### [WHAT THE TASK ASKS]
From the entries below, gather each line containing the word "page".

### [Data entries]
use actix_web::{web, HttpResponse, Result};
use chrono::{NaiveDate, Utc};
use serde::Deserialize;
use uuid::Uuid;

use crate::database::models::{
    BalanceAdjustmentInput, LeaveRequestInput, LeaveStatus, LeaveStatusInput,
};
use crate::error::AppError;
use crate::handlers::shared::ApiResponse;
use crate::services::auth::Claims;
use crate::services::LeaveService;

#[derive(Debug, Deserialize)]
#[serde(rename_all = "camelCase")]
pub struct LeaveListQuery {
    pub employee_id: Option<Uuid>,
    pub status: Option<String>,
    pub year: Option<i32>,
    pub limit: Option<i64>,
    pub page: Option<i64>,
}

#[derive(Debug, Deserialize)]
#[serde(rename_all = "camelCase")]
pub struct PendingQuery {
    pub department: Option<String>,
}

#[derive(Debug, Deserialize)]
pub struct OnLeaveQuery {
    pub date: Option<NaiveDate>,
}

#[derive(Debug, Deserialize)]
pub struct BalanceQuery {
    pub year: Option<i32>,
}

/// Submit a new leave request
pub async fn submit_request(
    claims: Claims,
    service: web::Data<LeaveService>,
    input: web::Json<LeaveRequestInput>,
) -> Result<HttpResponse> {
    let input = input.into_inner();

    // Employees file for themselves; managers may file on behalf of others
    let employee_id = match input.employee_id {
        Some(id) if id != claims.sub => {
            if !claims.can_manage_leave() {
                return Err(AppError::Forbidden(
                    "Can only submit leave requests for yourself".into(),
                )
                .into());
            }
            id
        }
        Some(id) => id,
        None => claims.sub,
    };

    let request = service.submit(employee_id, input).await?;

    Ok(ApiResponse::created(request))
}

/// List leave requests; employees see their own, managers can query anyone's
pub async fn list_requests(
    claims: Claims,
    service: web::Data<LeaveService>,
    query: web::Query<LeaveListQuery>,
) -> Result<HttpResponse> {
    let employee_id = if claims.can_manage_leave() {
        query.employee_id.unwrap_or(claims.sub)
    } else {
        claims.sub
    };

    let status = match query.status.as_deref() {
        None | Some("all") => None,
        Some(raw) => Some(
            raw.parse::<LeaveStatus>()
                .map_err(|_| AppError::BadRequest("Invalid status".into()))?,
        ),
    };

    let limit = query.limit.unwrap_or(50).clamp(1, 200);
    let page = query.page.unwrap_or(1).max(1);
    let offset = (page - 1) * limit;

    let requests = service
        .list_for_employee(employee_id, status, query.year, limit, offset)
        .await?;

    Ok(ApiResponse::success(requests))
}

pub async fn get_request(
    claims: Claims,
    service: web::Data<LeaveService>,
    path: web::Path<Uuid>,
) -> Result<HttpResponse> {
    let request = service.find_request(path.into_inner()).await?;

    if !claims.can_manage_leave() && request.employee_id != claims.sub {
        return Err(AppError::Forbidden("Cannot view other employees' requests".into()).into());
    }

    Ok(ApiResponse::success(request))
}

/// Approve or reject a pending request (managers and up)
pub async fn set_request_status(
    claims: Claims,
    service: web::Data<LeaveService>,
    path: web::Path<Uuid>,
    input: web::Json<LeaveStatusInput>,
) -> Result<HttpResponse> {
    if !claims.can_manage_leave() {
        return Err(AppError::Forbidden(
            "Insufficient permissions to process leave requests".into(),
        )
        .into());
    }

    let request = service
        .set_status(path.into_inner(), input.into_inner(), claims.sub)
        .await?;

    Ok(ApiResponse::success(request))
}

/// Withdraw one's own pending request
pub async fn cancel_request(
    claims: Claims,
    service: web::Data<LeaveService>,
    path: web::Path<Uuid>,
) -> Result<HttpResponse> {
    let request = service.cancel(path.into_inner(), claims.sub).await?;

    Ok(ApiResponse::success(request))
}

/// Pending queue for approvers, optionally narrowed by department
pub async fn pending_requests(
    claims: Claims,
    service: web::Data<LeaveService>,
    query: web::Query<PendingQuery>,
) -> Result<HttpResponse> {
    if !claims.can_manage_leave() {
        return Err(AppError::Forbidden("Insufficient permissions".into()).into());
    }

    let department = query.department.as_deref().filter(|d| *d != "all");
    let requests = service.pending(department).await?;

    Ok(ApiResponse::success(requests))
}

/// Who is on approved leave on a date (today when unspecified)
pub async fn on_leave(
    claims: Claims,
    service: web::Data<LeaveService>,
    query: web::Query<OnLeaveQuery>,
) -> Result<HttpResponse> {
    if !claims.can_manage_leave() {
        return Err(AppError::Forbidden("Insufficient permissions".into()).into());
    }

    let date = query.date.unwrap_or_else(|| Utc::now().date_naive());
    let requests = service.on_leave(date).await?;

    Ok(ApiResponse::success(requests))
}

pub async fn get_balance(
    claims: Claims,
    service: web::Data<LeaveService>,
    path: web::Path<Uuid>,
    query: web::Query<BalanceQuery>,
) -> Result<HttpResponse> {
    let employee_id = path.into_inner();

    if !claims.can_manage_leave() && claims.sub != employee_id {
        return Err(AppError::Forbidden("Cannot view other employees' balance".into()).into());
    }

    let balance = service.balance(employee_id, query.year).await?;

    Ok(ApiResponse::success(balance))
}

/// Manual ledger correction (HR/admins only)
pub async fn adjust_balance(
    claims: Claims,
    service: web::Data<LeaveService>,
    path: web::Path<Uuid>,
    query: web::Query<BalanceQuery>,
    input: web::Json<BalanceAdjustmentInput>,
) -> Result<HttpResponse> {
    if !claims.is_hr_or_admin() {
        return Err(AppError::Forbidden("Insufficient permissions".into()).into());
    }

    let balance = service
        .adjust_balance(path.into_inner(), query.year, input.into_inner())
        .await?;

    Ok(ApiResponse::success(balance))
}
use anyhow::Result;
use sqlx::PgPool;

use crate::database::models::Asset;

const ASSET_COLUMNS: &str = r#"
    id,
    name,
    asset_tag,
    category,
    assigned_to,
    department,
    status,
    image_url,
    created_at,
    updated_at
"#;

#[derive(Clone)]
pub struct AssetRepository {
    pool: PgPool,
}

impl AssetRepository {
    pub fn new(pool: PgPool) -> Self {
        Self { pool }
    }

    pub async fn tag_exists(&self, asset_tag: &str) -> Result<bool> {
        let count: i64 = sqlx::query_scalar("SELECT COUNT(*) FROM assets WHERE asset_tag = $1")
            .bind(asset_tag)
            .fetch_one(&self.pool)
            .await?;

        Ok(count > 0)
    }

    pub async fn create(&self, asset: &Asset) -> Result<Asset> {
        let created = sqlx::query_as::<_, Asset>(&format!(
            r#"
            INSERT INTO
                assets (
                    id, name, asset_tag, category, assigned_to, department,
                    status, image_url, created_at, updated_at
                )
            VALUES
                ($1, $2, $3, $4, $5, $6, $7, $8, $9, $10)
            RETURNING {ASSET_COLUMNS}
            "#
        ))
        .bind(asset.id)
        .bind(&asset.name)
        .bind(&asset.asset_tag)
        .bind(&asset.category)
        .bind(&asset.assigned_to)
        .bind(&asset.department)
        .bind(&asset.status)
        .bind(&asset.image_url)
        .bind(asset.created_at)
        .bind(asset.updated_at)
        .fetch_one(&self.pool)
        .await?;

        Ok(created)
    }

    pub async fn list(&self) -> Result<Vec<Asset>> {
        let assets = sqlx::query_as::<_, Asset>(&format!(
            "SELECT {ASSET_COLUMNS} FROM assets ORDER BY created_at DESC"
        ))
        .fetch_all(&self.pool)
        .await?;

        Ok(assets)
    }
}
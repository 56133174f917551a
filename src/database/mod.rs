use anyhow::Result;
use sqlx::postgres::{PgPool, PgPoolOptions};

pub mod models;
pub mod repositories;

pub async fn init_database(database_url: &str) -> Result<PgPool> {
    let pool = PgPoolOptions::new()
        .max_connections(10)
        .connect(database_url)
        .await?;

    // Run migrations
    log::info!("Running database migrations...");
    sqlx::migrate!("./migrations").run(&pool).await?;
    log::info!("Migrations completed successfully");

    Ok(pool)
}
//! `.env` file configuration for the Note framework.
//!
//! This crate loads a flat `KEY=value` file once into a [`ConfigStore`] and
//! answers lookups with dot-notation keys and typed values:
//!
//! ```
//! use note_config::{ConfigStore, Value};
//!
//! let store = ConfigStore::parse("APP_NAME=demo\nAPP_DEBUG=true\nAPP_PORT=8080\n");
//!
//! assert_eq!(store.get("app.name"), Some(Value::from("demo")));
//! assert_eq!(store.get_as::<bool>("app.debug"), Some(true));
//! assert_eq!(store.get_or("app.timeout", 30), Value::Int(30));
//! ```
//!
//! The process environment is never read or modified.

pub mod constants;
mod error;
mod key;
mod parser;
mod store;
mod value;

pub use error::{ConfigError, ValueError};
pub use key::normalize_key;
pub use parser::{Line, parse_line, unquote};
pub use store::ConfigStore;
pub use value::{Value, is_numeric};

### [OUTPUT FOR THIS EXERCISE]
    pub page: Option<i64>,
    let page = query.page.unwrap_or(1).max(1);
    let offset = (page - 1) * limit;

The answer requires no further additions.